What the task asks:
Your response should consist of the entries below, written out exactly.

═══ Information

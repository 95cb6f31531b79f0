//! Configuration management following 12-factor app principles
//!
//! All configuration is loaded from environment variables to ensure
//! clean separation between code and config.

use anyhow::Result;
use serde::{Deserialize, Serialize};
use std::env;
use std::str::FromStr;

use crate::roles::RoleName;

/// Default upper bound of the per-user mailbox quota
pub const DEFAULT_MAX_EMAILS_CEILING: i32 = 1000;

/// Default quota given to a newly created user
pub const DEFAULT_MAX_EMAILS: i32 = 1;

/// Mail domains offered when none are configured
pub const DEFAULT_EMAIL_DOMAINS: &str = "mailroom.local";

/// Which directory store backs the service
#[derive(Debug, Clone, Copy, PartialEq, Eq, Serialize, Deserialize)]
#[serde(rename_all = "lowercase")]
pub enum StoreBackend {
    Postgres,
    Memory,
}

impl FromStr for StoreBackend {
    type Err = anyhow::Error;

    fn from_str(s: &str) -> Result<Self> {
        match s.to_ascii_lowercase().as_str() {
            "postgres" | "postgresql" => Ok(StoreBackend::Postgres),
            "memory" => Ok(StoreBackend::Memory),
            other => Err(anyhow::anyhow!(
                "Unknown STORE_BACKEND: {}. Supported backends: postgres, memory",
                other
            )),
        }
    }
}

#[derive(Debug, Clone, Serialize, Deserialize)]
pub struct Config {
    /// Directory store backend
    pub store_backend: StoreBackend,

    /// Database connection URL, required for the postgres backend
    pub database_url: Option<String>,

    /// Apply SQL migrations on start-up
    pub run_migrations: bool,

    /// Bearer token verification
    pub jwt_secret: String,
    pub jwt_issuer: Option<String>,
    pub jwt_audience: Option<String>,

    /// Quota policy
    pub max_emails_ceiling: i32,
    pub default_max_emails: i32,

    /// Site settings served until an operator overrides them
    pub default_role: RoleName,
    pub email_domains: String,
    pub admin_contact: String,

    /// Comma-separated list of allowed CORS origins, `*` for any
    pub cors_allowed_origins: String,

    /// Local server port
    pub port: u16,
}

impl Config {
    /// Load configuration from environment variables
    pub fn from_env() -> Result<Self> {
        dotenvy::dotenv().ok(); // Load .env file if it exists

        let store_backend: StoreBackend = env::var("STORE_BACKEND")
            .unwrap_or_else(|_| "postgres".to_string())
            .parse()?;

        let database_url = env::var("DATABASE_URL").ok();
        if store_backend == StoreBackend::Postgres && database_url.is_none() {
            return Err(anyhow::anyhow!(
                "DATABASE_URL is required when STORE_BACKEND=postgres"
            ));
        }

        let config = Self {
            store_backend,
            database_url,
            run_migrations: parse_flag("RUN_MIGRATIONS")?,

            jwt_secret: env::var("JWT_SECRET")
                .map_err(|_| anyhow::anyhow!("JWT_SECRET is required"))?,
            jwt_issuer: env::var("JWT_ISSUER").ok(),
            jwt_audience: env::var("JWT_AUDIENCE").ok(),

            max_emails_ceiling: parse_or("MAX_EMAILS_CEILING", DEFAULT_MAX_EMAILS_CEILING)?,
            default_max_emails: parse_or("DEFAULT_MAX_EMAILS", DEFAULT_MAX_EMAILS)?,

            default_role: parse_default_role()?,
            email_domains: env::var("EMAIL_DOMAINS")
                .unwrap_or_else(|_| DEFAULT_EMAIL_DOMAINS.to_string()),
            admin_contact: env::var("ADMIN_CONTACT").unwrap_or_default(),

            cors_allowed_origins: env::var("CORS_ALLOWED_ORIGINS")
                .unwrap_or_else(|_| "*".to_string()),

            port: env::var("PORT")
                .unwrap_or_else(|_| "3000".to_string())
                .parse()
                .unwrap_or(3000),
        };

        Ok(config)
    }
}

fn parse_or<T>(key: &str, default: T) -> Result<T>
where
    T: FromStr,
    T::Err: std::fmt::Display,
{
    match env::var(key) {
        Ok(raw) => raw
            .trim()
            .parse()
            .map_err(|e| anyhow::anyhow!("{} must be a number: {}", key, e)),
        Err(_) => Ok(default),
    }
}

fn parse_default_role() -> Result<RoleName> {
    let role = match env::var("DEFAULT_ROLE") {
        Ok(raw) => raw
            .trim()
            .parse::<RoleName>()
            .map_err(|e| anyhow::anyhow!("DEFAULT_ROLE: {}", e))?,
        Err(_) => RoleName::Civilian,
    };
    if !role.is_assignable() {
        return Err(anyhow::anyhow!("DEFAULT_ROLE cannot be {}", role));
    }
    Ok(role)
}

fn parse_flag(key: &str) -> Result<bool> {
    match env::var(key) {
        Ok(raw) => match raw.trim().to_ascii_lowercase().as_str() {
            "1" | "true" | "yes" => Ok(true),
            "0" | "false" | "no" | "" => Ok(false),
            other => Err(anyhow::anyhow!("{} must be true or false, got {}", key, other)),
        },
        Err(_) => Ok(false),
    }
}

══════

Result for this exercise:
repository 95cb6f31531b79f0
//! Configuration management following 12-factor app principles
//!
//! All configuration is loaded from environment variables to ensure
//! clean separation between code and config.

use anyhow::Result;
use serde::{Deserialize, Serialize};
use std::env;
use std::str::FromStr;

use crate::roles::RoleName;

/// Default upper bound of the per-user mailbox quota
pub const DEFAULT_MAX_EMAILS_CEILING: i32 = 1000;

/// Default quota given to a newly created user
pub const DEFAULT_MAX_EMAILS: i32 = 1;

/// Mail domains offered when none are configured
pub const DEFAULT_EMAIL_DOMAINS: &str = "mailroom.local";

/// Which directory store backs the service
#[derive(Debug, Clone, Copy, PartialEq, Eq, Serialize, Deserialize)]
#[serde(rename_all = "lowercase")]
pub enum StoreBackend {
    Postgres,
    Memory,
}

impl FromStr for StoreBackend {
    type Err = anyhow::Error;

    fn from_str(s: &str) -> Result<Self> {
        match s.to_ascii_lowercase().as_str() {
            "postgres" | "postgresql" => Ok(StoreBackend::Postgres),
            "memory" => Ok(StoreBackend::Memory),
            other => Err(anyhow::anyhow!(
                "Unknown STORE_BACKEND: {}. Supported backends: postgres, memory",
                other
            )),
        }
    }
}

#[derive(Debug, Clone, Serialize, Deserialize)]
pub struct Config {
    /// Directory store backend
    pub store_backend: StoreBackend,

    /// Database connection URL, required for the postgres backend
    pub database_url: Option<String>,

    /// Apply SQL migrations on start-up
    pub run_migrations: bool,

    /// Bearer token verification
    pub jwt_secret: String,
    pub jwt_issuer: Option<String>,
    pub jwt_audience: Option<String>,

    /// Quota policy
    pub max_emails_ceiling: i32,
    pub default_max_emails: i32,

    /// Site settings served until an operator overrides them
    pub default_role: RoleName,
    pub email_domains: String,
    pub admin_contact: String,

    /// Comma-separated list of allowed CORS origins, `*` for any
    pub cors_allowed_origins: String,

    /// Local server port
    pub port: u16,
}

impl Config {
    /// Load configuration from environment variables
    pub fn from_env() -> Result<Self> {
        dotenvy::dotenv().ok(); // Load .env file if it exists

        let store_backend: StoreBackend = env::var("STORE_BACKEND")
            .unwrap_or_else(|_| "postgres".to_string())
            .parse()?;

        let database_url = env::var("DATABASE_URL").ok();
        if store_backend == StoreBackend::Postgres && database_url.is_none() {
            return Err(anyhow::anyhow!(
                "DATABASE_URL is required when STORE_BACKEND=postgres"
            ));
        }

        let config = Self {
            store_backend,
            database_url,
            run_migrations: parse_flag("RUN_MIGRATIONS")?,

            jwt_secret: env::var("JWT_SECRET")
                .map_err(|_| anyhow::anyhow!("JWT_SECRET is required"))?,
            jwt_issuer: env::var("JWT_ISSUER").ok(),
            jwt_audience: env::var("JWT_AUDIENCE").ok(),

            max_emails_ceiling: parse_or("MAX_EMAILS_CEILING", DEFAULT_MAX_EMAILS_CEILING)?,
            default_max_emails: parse_or("DEFAULT_MAX_EMAILS", DEFAULT_MAX_EMAILS)?,

            default_role: parse_default_role()?,
            email_domains: env::var("EMAIL_DOMAINS")
                .unwrap_or_else(|_| DEFAULT_EMAIL_DOMAINS.to_string()),
            admin_contact: env::var("ADMIN_CONTACT").unwrap_or_default(),

            cors_allowed_origins: env::var("CORS_ALLOWED_ORIGINS")
                .unwrap_or_else(|_| "*".to_string()),

            port: env::var("PORT")
                .unwrap_or_else(|_| "3000".to_string())
                .parse()
                .unwrap_or(3000),
        };

        Ok(config)
    }
}

fn parse_or<T>(key: &str, default: T) -> Result<T>
where
    T: FromStr,
    T::Err: std::fmt::Display,
{
    match env::var(key) {
        Ok(raw) => raw
            .trim()
            .parse()
            .map_err(|e| anyhow::anyhow!("{} must be a number: {}", key, e)),
        Err(_) => Ok(default),
    }
}

fn parse_default_role() -> Result<RoleName> {
    let role = match env::var("DEFAULT_ROLE") {
        Ok(raw) => raw
            .trim()
            .parse::<RoleName>()
            .map_err(|e| anyhow::anyhow!("DEFAULT_ROLE: {}", e))?,
        Err(_) => RoleName::Civilian,
    };
    if !role.is_assignable() {
        return Err(anyhow::anyhow!("DEFAULT_ROLE cannot be {}", role));
    }
    Ok(role)
}

fn parse_flag(key: &str) -> Result<bool> {
    match env::var(key) {
        Ok(raw) => match raw.trim().to_ascii_lowercase().as_str() {
            "1" | "true" | "yes" => Ok(true),
            "0" | "false" | "no" | "" => Ok(false),
            other => Err(anyhow::anyhow!("{} must be true or false, got {}", key, other)),
        },
        Err(_) => Ok(false),
    }
}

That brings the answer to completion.